It was really cold last Tuesday night outside the Ward Circle building at American University. My housemate and I shivered in our puffy coats, and tried to re-enact the emperor penguin scenes from Planet Earth while waiting in line to hear Bolivian President Evo Morales address a crowd of students, staff and folks in the DC community. By the time we'd run through our entire Arctic documentary repertoire, the speech was starting and the event staff was walking down the line of hundreds of would-be audience members telling us to check the website tomorrow at 3 pm when the video would be posted (which it wasn't, by the way. Unless you've found it?
Let me know!) After trying to drum up some crowd cheers, we left, empty-eared.
So it was cold, and I was (selfishly) sad. I wanted to see and hear for myself the man who had the wisdom, guts and popular support (his approval rating, based on the last referendum, is more than three times that of President Bush) to tell the U.S. DEA to get out of his country. I wanted to be part of the group of U.S. Americans who welcomed him with applause, and showed him that we're not all [insert imaginative, offensive language] like our erstwhile president and his administration. I wanted to thank him, too, for withdrawing Bolivia's troops from the
School of the Americas (SOA/WHINSEC) and let him know that we're super close to closing this school of torturers, dictators and mass murderers. It occurs to me that the SOA and the DEA are two hands of the same monster, and used to further the same ends: protection of U.S. corporate economic interests, oppression of the majority of the world's population, especially the poor, people of color and increasing women.

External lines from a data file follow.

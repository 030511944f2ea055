use crate::{
    ast::Direction,
    codegen::{f, CodeGen, InterfacePlan, MethodPlan, ParamPlan, Return, Shape},
};

/// Emits the stub type and its `Dispatch` impl.
pub fn generate(plan: &InterfacePlan) -> String {
    let mut gen = CodeGen::with_capacity();
    let short = &plan.short;
    let name = &plan.name;

    gen.emit(f!(
        "/// Decodes requests for `{name}` and invokes the implementation.\n\
         pub struct {short}Stub<T> {{\n    \
             implementation: T,\n\
         }}\n\n\
         impl<T: {name}> {short}Stub<T> {{\n    \
             pub const INTERFACE_ID: u32 = INTERFACE_ID;\n    \
             pub const METHOD_TABLE: &'static [rt::MethodMetadata] = &METHOD_TABLE;\n\n    \
             pub fn new(implementation: T) -> Self {{\n        \
                 {short}Stub {{ implementation }}\n    \
             }}\n\n    \
             pub fn implementation(&self) -> &T {{\n        \
                 &self.implementation\n    \
             }}\n"
    ));
    for method in &plan.methods {
        gen.emit(f!("\n"));
        gen.block(1, &handler(method));
    }
    gen.emit(f!("}}\n\n"));

    gen.emit(f!(
        "impl<T: {name}> rt::Dispatch for {short}Stub<T> {{\n    \
             fn interface_id(&self) -> u32 {{\n        \
                 INTERFACE_ID\n    \
             }}\n\n    \
             fn method_table(&self) -> &'static [rt::MethodMetadata] {{\n        \
                 &METHOD_TABLE\n    \
             }}\n\n    \
             fn dispatch(&self, ordinal: u16, request: &[u8], response: &mut [u8]) -> usize {{\n        \
                 match ordinal {{\n"
    ));
    for method in &plan.methods {
        gen.emit(f!(
            "            {} => self.handle_{}(request, response),\n",
            method.ordinal,
            method.name.trim_start_matches("r#")
        ));
    }
    gen.emit(f!(
        "            _ => 0,\n        \
                 }}\n    \
             }}\n\
         }}\n"
    ));
    gen.finish()
}

/// Decodes inputs (an undecodable request yields an empty response), calls
/// the implementation, then encodes the status, the return value and the
/// outputs.
fn handler(method: &MethodPlan) -> String {
    let mut gen = CodeGen::with_capacity();
    gen.emit(f!(
        "fn handle_{}(&self, request: &[u8], response: &mut [u8]) -> usize {{\n",
        method.name.trim_start_matches("r#")
    ));
    if method.inputs().next().is_some() {
        gen.emit(f!("    let mut request = rt::WireReader::new(request);\n"));
    } else {
        gen.emit(f!("    let _ = request;\n"));
    }
    for param in &method.params {
        gen.emit(f!("    {}\n", storage(param)));
    }

    let args: Vec<_> = method.params.iter().map(argument).collect();
    let call = format!("self.implementation.{}({})", method.name, args.join(", "));
    gen.emit(f!("    let mut reply = rt::WireWriter::new();\n"));
    match &method.ret {
        Return::Void => {
            gen.emit(f!("    {call};\n    reply.write(&rt::Status::OK);\n"));
        }
        Return::Status => {
            gen.emit(f!(
                "    let status = {call};\n    \
                 reply.write(&status);\n    \
                 if status.is_failure() {{\n        \
                     return rt::copy_response(reply.as_bytes(), response);\n    \
                 }}\n"
            ));
        }
        Return::Value(_) => {
            gen.emit(f!(
                "    let ret = {call};\n    \
                 reply.write(&rt::Status::OK);\n    \
                 reply.write(&ret);\n"
            ));
        }
    }
    for param in method.outputs() {
        gen.emit(f!("    reply.write(&{});\n", param.name));
    }
    gen.emit(f!("    rt::copy_response(reply.as_bytes(), response)\n}}\n"));
    gen.finish()
}

/// Declares the local holding a parameter.
fn storage(param: &ParamPlan) -> String {
    let name = &param.name;
    let path = &param.value.path;
    match param.direction {
        Direction::In => format!("let Ok({name}) = request.read::<{path}>() else {{ return 0 }};"),
        Direction::InOut => {
            format!("let Ok(mut {name}) = request.read::<{path}>() else {{ return 0 }};")
        }
        Direction::Out => format!("let mut {name} = <{path}>::default();"),
    }
}

fn argument(param: &ParamPlan) -> String {
    let name = &param.name;
    match (param.direction, param.value.shape) {
        (Direction::Out | Direction::InOut, _) => format!("&mut {name}"),
        (Direction::In, Shape::Plain) => name.clone(),
        (Direction::In, Shape::Str | Shape::Blob | Shape::Struct) => format!("&{name}"),
    }
}

#[cfg(test)]
mod tests {
    use indoc::indoc;
    use pretty_assertions::assert_eq;

    use super::*;
    use crate::codegen::tests::plan_of;

    #[test]
    fn test_handler_writes_status_then_outputs() {
        let plan = plan_of(
            r#"
            [uuid("11111111-2222-3333-4444-555555555555")]
            interface IExample {
                DasResult Add(int32 a, int32 b, [out] int32* sum);
            }
            "#,
        );
        assert_eq!(
            handler(&plan.methods[0]),
            indoc! {"
                fn handle_add(&self, request: &[u8], response: &mut [u8]) -> usize {
                    let mut request = rt::WireReader::new(request);
                    let Ok(a) = request.read::<i32>() else { return 0 };
                    let Ok(b) = request.read::<i32>() else { return 0 };
                    let mut sum = <i32>::default();
                    let mut reply = rt::WireWriter::new();
                    let status = self.implementation.add(a, b, &mut sum);
                    reply.write(&status);
                    if status.is_failure() {
                        return rt::copy_response(reply.as_bytes(), response);
                    }
                    reply.write(&sum);
                    rt::copy_response(reply.as_bytes(), response)
                }
            "}
        );
    }

    #[test]
    fn test_borrowed_inputs_and_value_return() {
        let plan = plan_of(
            r#"
            struct Point { int32 x; }
            interface ICanvas {
                int32 Plot(const Point& at, string label);
            }
            "#,
        );
        assert_eq!(
            handler(&plan.methods[0]),
            indoc! {"
                fn handle_plot(&self, request: &[u8], response: &mut [u8]) -> usize {
                    let mut request = rt::WireReader::new(request);
                    let Ok(at) = request.read::<Point>() else { return 0 };
                    let Ok(label) = request.read::<String>() else { return 0 };
                    let mut reply = rt::WireWriter::new();
                    let ret = self.implementation.plot(&at, &label);
                    reply.write(&rt::Status::OK);
                    reply.write(&ret);
                    rt::copy_response(reply.as_bytes(), response)
                }
            "}
        );
    }

    #[test]
    fn test_dispatch_matches_on_ordinal() {
        let plan = plan_of("interface IPair { void First(); void Second(); }");
        let code = generate(&plan);
        assert!(code.contains(
            "        match ordinal {\n            \
                         0 => self.handle_first(request, response),\n            \
                         1 => self.handle_second(request, response),\n            \
                         _ => 0,\n        \
                     }\n"
        ));
    }
}
use std::{env, fs, path::PathBuf};

use rpcidl::{codegen, driver, parser::ParseOptions, resolve::FsLoader};

fn main() {
    println!("cargo::rerun-if-changed=idl");

    let mut inputs: Vec<PathBuf> = fs::read_dir("idl")
        .expect("failed to read the idl directory")
        .map(|entry| entry.expect("failed to read directory entry").path())
        .filter(|path| path.extension().is_some_and(|ext| ext == "idl"))
        .collect();
    inputs.sort();

    let options = codegen::Options {
        root_path: "crate::generated".to_string(),
        ..codegen::Options::default()
    };
    let compiled = driver::compile(FsLoader, &inputs, ParseOptions::default(), &options)
        .unwrap_or_else(|error| panic!("failed to compile idl: {error}"));
    for diagnostic in &compiled.diagnostics {
        println!("cargo::warning={diagnostic}");
    }

    let out_dir = PathBuf::from(env::var("OUT_DIR").expect("OUT_DIR is set by cargo"));
    fs::write(out_dir.join("bundle.rs"), &compiled.output.bundle)
        .expect("failed to write the generated bundle");
}
use std::io::Write;

use crate::ast::*;

const INDENT_WIDTH: usize = 2;

pub fn print_document_string(document: &IdlDocument) -> String {
    let mut buf = Vec::with_capacity(1024);
    print_document(&mut buf, document).expect("writing to a Vec never fails");
    String::from_utf8(buf).expect("the tree is built from UTF-8 strings")
}

pub fn print_document(w: &mut impl Write, document: &IdlDocument) -> std::io::Result<()> {
    if let Some(namespace) = &document.namespace {
        writeln!(w, "namespace {namespace}")?;
    }
    for import in &document.imports {
        writeln!(w, "import {:?} (line {})", import.path, import.line)?;
    }
    for interface in &document.interfaces {
        print_interface(w, 0, interface)?;
    }
    for def in &document.enums {
        print_enum(w, 0, def)?;
    }
    for def in &document.structs {
        print_struct(w, 0, def)?;
    }
    Ok(())
}

fn print_interface(w: &mut impl Write, i: usize, interface: &InterfaceDef) -> std::io::Result<()> {
    sp(w, i)?;
    let uuid = if interface.uuid.is_empty() {
        "-"
    } else {
        &interface.uuid
    };
    write!(
        w,
        "interface {} : {} (uuid {uuid}, line {})",
        interface.name, interface.base, interface.line
    )?;
    print_namespace_suffix(w, &interface.namespace)?;
    print_attributes(w, i + 1, &interface.attributes)?;
    for member in &interface.members {
        match member {
            Member::Method(method) => print_method(w, i + 1, method)?,
            Member::Property(property) => print_property(w, i + 1, property)?,
        }
    }
    Ok(())
}

fn print_method(w: &mut impl Write, i: usize, method: &MethodDef) -> std::io::Result<()> {
    sp(w, i)?;
    write!(w, "method {} {}(", method.return_ty, method.name)?;
    for (idx, param) in method.params.iter().enumerate() {
        if idx > 0 {
            write!(w, ", ")?;
        }
        write!(w, "{} {} {}", param.direction, param.ty, param.name)?;
    }
    write!(w, ") (line {}", method.line)?;
    if method.origin != MethodOrigin::Declared {
        write!(w, ", from {}", method.origin)?;
    }
    writeln!(w, ")")?;
    print_attributes(w, i + 1, &method.attributes)
}

fn print_property(w: &mut impl Write, i: usize, property: &PropertyDef) -> std::io::Result<()> {
    sp(w, i)?;
    write!(w, "property {} {} (", property.ty, property.name)?;
    if property.has_getter {
        write!(w, "get, ")?;
    }
    if property.has_setter {
        write!(w, "set, ")?;
    }
    writeln!(w, "line {})", property.line)
}

fn print_enum(w: &mut impl Write, i: usize, def: &EnumDef) -> std::io::Result<()> {
    sp(w, i)?;
    write!(w, "enum {} (line {})", def.name, def.line)?;
    print_namespace_suffix(w, &def.namespace)?;
    for value in &def.values {
        sp(w, i + 1)?;
        writeln!(w, "{} = {}", value.name, value.value)?;
    }
    Ok(())
}

fn print_struct(w: &mut impl Write, i: usize, def: &StructDef) -> std::io::Result<()> {
    sp(w, i)?;
    write!(w, "struct {} (line {})", def.name, def.line)?;
    print_namespace_suffix(w, &def.namespace)?;
    for field in &def.fields {
        sp(w, i + 1)?;
        writeln!(w, "{} {}", field.ty, field.name)?;
    }
    Ok(())
}

fn print_attributes(w: &mut impl Write, i: usize, attributes: &Attributes) -> std::io::Result<()> {
    for attribute in attributes.iter() {
        sp(w, i)?;
        writeln!(w, "attribute {}{}", attribute.name, attribute.value)?;
    }
    Ok(())
}

/// Terminates the current line.
fn print_namespace_suffix(w: &mut impl Write, namespace: &str) -> std::io::Result<()> {
    if namespace.is_empty() {
        writeln!(w)
    } else {
        writeln!(w, " in {namespace}")
    }
}

fn sp(w: &mut impl Write, i: usize) -> std::io::Result<()> {
    write!(w, "{:width$}", "", width = i * INDENT_WIDTH)
}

Morales time and again has stood up to the biggest political-economic bully there is, and survived. I think this is concerning to said bully, and speaks to its loosening grasp of control and domination. Looser though it may be, just like here at home, one way that control has been gathered and cemented is through the war on drugs. According to Morales, the DEA, prior to his giving them the boot, was involved in all kinds of activities beyond its already specious purview in fighting the war on drugs. He reported agents spying on political affairs, financing criminal groups involved with killing Bolivian government officials, seizing airports in regions of the country where the fascist elite opposition to Morales has been the breeding ground for coup attempts, financing these coup attempts ... it is clearly very dangerous to be an indigenous president with immense popular support countering the U.S. hegemonic interests in Latin America.
It's no surprise that the
Washington Post article about his recent visit blames him for the worsening relations with the U.S. And no great shocker, either, that the vitriolic racism spewed from the small crowd of anti-Morales protestors outside his press conference at the OAS on Wednesday is glossed over, and its
fascist spewers characterized as "activists." But later that day Morales sat down for a brief interview with
Indian Country Today and spoke of what grounds him in his collective struggle for justice. "In indigenous culture, equality is so sacred," he said. "It's a profound difference between our model life in indigenous communities and the model of life put forward by a capitalist society."
A profound difference indeed. And one we're, hopefully, growing ever closer to recognizing and seeing in our every-day work. We want to end the war on drugs. Yes. But why? For lots of different reasons, I'd wager, but equality might just be a point of unity in our politically and spiritually (and in so many other ways) disparate movement. It's good to be reminded that in our pursuit of equality we have allies all 'round the world, and that together, we're much stronger than we may yet know.